We measure ACTH rather than cortisol because message stimuli (ads) are of limited duration, typically too short for a change in cortisol to occur [17].


PSAs are designed to persuade people to make positive changes in their lives or to help others [18]. They can raise awareness of potential dangers (such as drug abuse, smoking, or obesity), but may or may not be effective in affecting behavior [19]. Several researchers have shown that effective PSAs elicit empathy in viewers [18], [20][21]. For example, Shen (2010) used high and low empathy television PSAs about smoking and drunk driving to show that messages that elicited greater empathy were more effective in changing attitudes [22]. Similarly, televised fund-raising appeals that focused on the benefits to others resulted in larger donation pledges than appeals that focused on the self [20].

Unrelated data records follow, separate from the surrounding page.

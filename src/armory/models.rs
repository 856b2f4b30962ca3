//! Armory response types

use serde::Deserialize;

/// Character profile as returned by `GET /character/{realm}/{name}`
#[derive(Debug, Clone, Deserialize)]
#[serde(rename_all = "camelCase")]
pub struct CharacterProfile {
    pub name: String,
    pub realm: String,
    pub class: String,
    #[serde(default)]
    pub guild: Option<String>,
    #[serde(default)]
    pub talent_specs: Vec<TalentSpec>,
    #[serde(default)]
    pub items: Vec<EquippedItem>,
}

/// One talent build: points spent in each of the three trees
#[derive(Debug, Clone, Deserialize)]
pub struct TalentSpec {
    pub trees: [u32; 3],
    #[serde(default)]
    pub active: bool,
}

impl TalentSpec {
    /// Renders the point distribution as `a/b/c`
    pub fn summary(&self) -> String {
        self.trees
            .iter()
            .map(|points| points.to_string())
            .collect::<Vec<_>>()
            .join("/")
    }
}

impl CharacterProfile {
    /// The active talent spec, or the first one listed if none is flagged active
    pub fn main_spec(&self) -> Option<&TalentSpec> {
        self.talent_specs
            .iter()
            .find(|spec| spec.active)
            .or_else(|| self.talent_specs.first())
    }

    /// The other talent spec when the character has two
    pub fn secondary_spec(&self) -> Option<&TalentSpec> {
        let main = self.main_spec()?;
        self.talent_specs
            .iter()
            .find(|spec| !std::ptr::eq(*spec, main))
    }

    /// `Name-Realm`, the form used in URLs and log lines
    pub fn slug(&self) -> String {
        format!("{}-{}", self.name, self.realm)
    }
}

/// An item in one of the character's equipment slots
#[derive(Debug, Clone, Deserialize)]
#[serde(rename_all = "camelCase")]
pub struct EquippedItem {
    pub id: u64,
    /// 0 when the item carries no enchant
    #[serde(default)]
    pub permanent_enchant: u64,
    #[serde(default)]
    pub enchant_name: Option<String>,
    #[serde(default)]
    pub gems: Vec<Option<u64>>,
}

impl EquippedItem {
    /// Enchant id, treating the armory's 0 as "no enchant"
    pub fn enchant_id(&self) -> Option<u64> {
        (self.permanent_enchant != 0).then_some(self.permanent_enchant)
    }

    /// Enchant display name, falling back to the id when the armory has none
    pub fn enchant_label(&self) -> Option<String> {
        let eid = self.enchant_id()?;
        Some(
            self.enchant_name
                .clone()
                .unwrap_or_else(|| eid.to_string()),
        )
    }

    /// Ids of the socketed gems, skipping empty sockets
    pub fn gem_ids(&self) -> impl Iterator<Item = u64> + '_ {
        self.gems.iter().flatten().copied()
    }
}

/// Item metadata as returned by `GET /item/{id}`
#[derive(Debug, Clone, Deserialize)]
pub struct ItemInfo {
    pub id: u64,
    pub name: String,
    pub level: u32,
    #[serde(default)]
    pub quality: ItemQuality,
    /// Gem color for gems ("Red", "Meta", ...); absent for other items
    #[serde(rename = "type", default)]
    pub gem_type: Option<String>,
    #[serde(default)]
    pub source: Option<ItemSource>,
}

/// Where an item drops. Either part may be missing (vendor and quest items).
#[derive(Debug, Clone, Deserialize)]
#[serde(rename_all = "camelCase")]
pub struct ItemSource {
    #[serde(default)]
    pub area_name: Option<String>,
    #[serde(default)]
    pub creature_name: Option<String>,
    #[serde(default)]
    pub difficulty: Difficulty,
}

impl ItemSource {
    /// Raid or zone name, `None` when absent or blank
    pub fn raid(&self) -> Option<&str> {
        non_blank(self.area_name.as_deref())
    }

    /// Boss name, `None` when absent or blank
    pub fn boss(&self) -> Option<&str> {
        non_blank(self.creature_name.as_deref())
    }
}

fn non_blank(value: Option<&str>) -> Option<&str> {
    value.map(str::trim).filter(|s| !s.is_empty())
}

/// Raid difficulty, `"n"` or `"h"` on the wire
#[derive(Debug, Clone, Copy, Default, PartialEq, Eq, Deserialize)]
pub enum Difficulty {
    #[default]
    #[serde(rename = "n")]
    Normal,
    #[serde(rename = "h")]
    Heroic,
}

impl Difficulty {
    /// Single-character flag stored in `Raid.heroic`
    pub fn as_flag(self) -> &'static str {
        match self {
            Difficulty::Normal => "n",
            Difficulty::Heroic => "h",
        }
    }

    pub fn is_heroic(self) -> bool {
        self == Difficulty::Heroic
    }
}

/// Item rarity (0 = Poor through 7 = Heirloom)
#[derive(Debug, Clone, Copy, Default, PartialEq, Eq, Deserialize)]
#[serde(try_from = "u8")]
pub enum ItemQuality {
    Poor,
    #[default]
    Common,
    Uncommon,
    Rare,
    Epic,
    Legendary,
    Artifact,
    Heirloom,
}

impl TryFrom<u8> for ItemQuality {
    type Error = String;

    fn try_from(value: u8) -> std::result::Result<Self, Self::Error> {
        Ok(match value {
            0 => ItemQuality::Poor,
            1 => ItemQuality::Common,
            2 => ItemQuality::Uncommon,
            3 => ItemQuality::Rare,
            4 => ItemQuality::Epic,
            5 => ItemQuality::Legendary,
            6 => ItemQuality::Artifact,
            7 => ItemQuality::Heirloom,
            other => return Err(format!("unknown item quality: {}", other)),
        })
    }
}

impl ItemQuality {
    pub fn name(self) -> &'static str {
        match self {
            ItemQuality::Poor => "Poor",
            ItemQuality::Common => "Common",
            ItemQuality::Uncommon => "Uncommon",
            ItemQuality::Rare => "Rare",
            ItemQuality::Epic => "Epic",
            ItemQuality::Legendary => "Legendary",
            ItemQuality::Artifact => "Artifact",
            ItemQuality::Heirloom => "Heirloom",
        }
    }
}

#[cfg(test)]
mod tests {
    use super::*;

    fn profile_json() -> &'static str {
        r#"{
            "name": "Sedawk",
            "realm": "Sargeras",
            "class": "Druid",
            "guild": "Ensidia",
            "talentSpecs": [
                { "trees": [0, 51, 20], "active": false },
                { "trees": [14, 0, 57], "active": true }
            ],
            "items": [
                { "id": 40395, "slot": 0, "permanentEnchant": 3817, "gems": [41398, null, 40111] },
                { "id": 40250, "slot": 1 }
            ]
        }"#
    }

    #[test]
    fn profile_deserializes_with_defaults() {
        let profile: CharacterProfile = serde_json::from_str(profile_json()).unwrap();
        assert_eq!(profile.slug(), "Sedawk-Sargeras");
        assert_eq!(profile.guild.as_deref(), Some("Ensidia"));
        assert_eq!(profile.items.len(), 2);

        let bare = &profile.items[1];
        assert_eq!(bare.permanent_enchant, 0);
        assert!(bare.gems.is_empty());
        assert!(bare.enchant_id().is_none());
        assert!(bare.enchant_label().is_none());
    }

    #[test]
    fn main_spec_prefers_active_tree() {
        let profile: CharacterProfile = serde_json::from_str(profile_json()).unwrap();
        assert_eq!(profile.main_spec().unwrap().summary(), "14/0/57");
        assert_eq!(profile.secondary_spec().unwrap().summary(), "0/51/20");
    }

    #[test]
    fn single_spec_has_no_secondary() {
        let json = r#"{
            "name": "Bribbomir", "realm": "Mannoroth", "class": "Warrior",
            "talentSpecs": [{ "trees": [57, 14, 0] }]
        }"#;
        let profile: CharacterProfile = serde_json::from_str(json).unwrap();
        assert!(profile.guild.is_none());
        assert_eq!(profile.main_spec().unwrap().summary(), "57/14/0");
        assert!(profile.secondary_spec().is_none());
    }

    #[test]
    fn enchant_label_falls_back_to_id() {
        let profile: CharacterProfile = serde_json::from_str(profile_json()).unwrap();
        let helm = &profile.items[0];
        assert_eq!(helm.enchant_id(), Some(3817));
        assert_eq!(helm.enchant_label().as_deref(), Some("3817"));
        assert_eq!(helm.gem_ids().collect::<Vec<_>>(), vec![41398, 40111]);
    }

    #[test]
    fn item_info_deserializes_gem_and_source() {
        let json = r#"{
            "id": 40111, "name": "Bold Cardinal Ruby", "level": 80,
            "quality": 4, "type": "Red"
        }"#;
        let gem: ItemInfo = serde_json::from_str(json).unwrap();
        assert_eq!(gem.quality, ItemQuality::Epic);
        assert_eq!(gem.gem_type.as_deref(), Some("Red"));
        assert!(gem.source.is_none());

        let json = r#"{
            "id": 40395, "name": "Torch of Holy Fire", "level": 226, "quality": 4,
            "source": { "areaName": "Naxxramas", "creatureName": "Kel'Thuzad", "difficulty": "h" }
        }"#;
        let item: ItemInfo = serde_json::from_str(json).unwrap();
        let source = item.source.unwrap();
        assert_eq!(source.boss(), Some("Kel'Thuzad"));
        assert_eq!(source.raid(), Some("Naxxramas"));
        assert!(source.difficulty.is_heroic());
        assert_eq!(source.difficulty.as_flag(), "h");
    }

    #[test]
    fn source_tolerates_missing_creature() {
        let json = r#"{
            "id": 44133, "name": "Arcanum of Torment", "level": 80, "quality": 1,
            "source": { "areaName": "Dalaran", "creatureName": null }
        }"#;
        let item: ItemInfo = serde_json::from_str(json).unwrap();
        let source = item.source.unwrap();
        assert_eq!(source.raid(), Some("Dalaran"));
        assert!(source.boss().is_none());
        assert_eq!(source.difficulty, Difficulty::Normal);

        let json = r#"{
            "id": 44133, "name": "Arcanum of Torment", "level": 80,
            "source": { "areaName": "  " }
        }"#;
        let item: ItemInfo = serde_json::from_str(json).unwrap();
        let source = item.source.unwrap();
        assert!(source.raid().is_none());
        assert!(source.boss().is_none());
    }

    #[test]
    fn unknown_quality_is_rejected() {
        let json = r#"{ "id": 1, "name": "Broken", "level": 1, "quality": 42 }"#;
        assert!(serde_json::from_str::<ItemInfo>(json).is_err());
    }
}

Ads that elicit empathy may have a behavioral effect because the ad viewer shares the emotions of the characters shown in the ad. For example, participants who were asked to listen to an interview from a convicted drug user's perspective tended to give more money to a drug-related charity than those directed to listen from their own perspective [23]. Empathy may change behavior because those who are emotionally engaged want to alleviate their own distress [24][26], to feel good for supporting a cause [27], or to assuage the suffering of others [28].

Previous studies of messaging effectiveness have used psychological manipulations of empathy [25], [29][30]. In these studies, empathy was made salient by instructing subjects to listen to pleas from people requesting assistance, read messages from people asking for help, or to watch people in need on video clips. Participants inevitably respond differently to these stimuli so that the degree of empathic engagement varies and the subsequent impact on behavior is indirect. The neuropeptide oxytocin (OT) has been associated with the subjective experience of empathy in a number of studies. For example, after participants watched a 100 second fund-raising video for St. Jude's Children's Hospital, OT measured in blood increased 47% [31]. In that study, the change in OT correlated with experienced empathy. Barraza and Zak [31] also show that empathy also predicted the money sent to a stranger in a zero-sum monetary transfer.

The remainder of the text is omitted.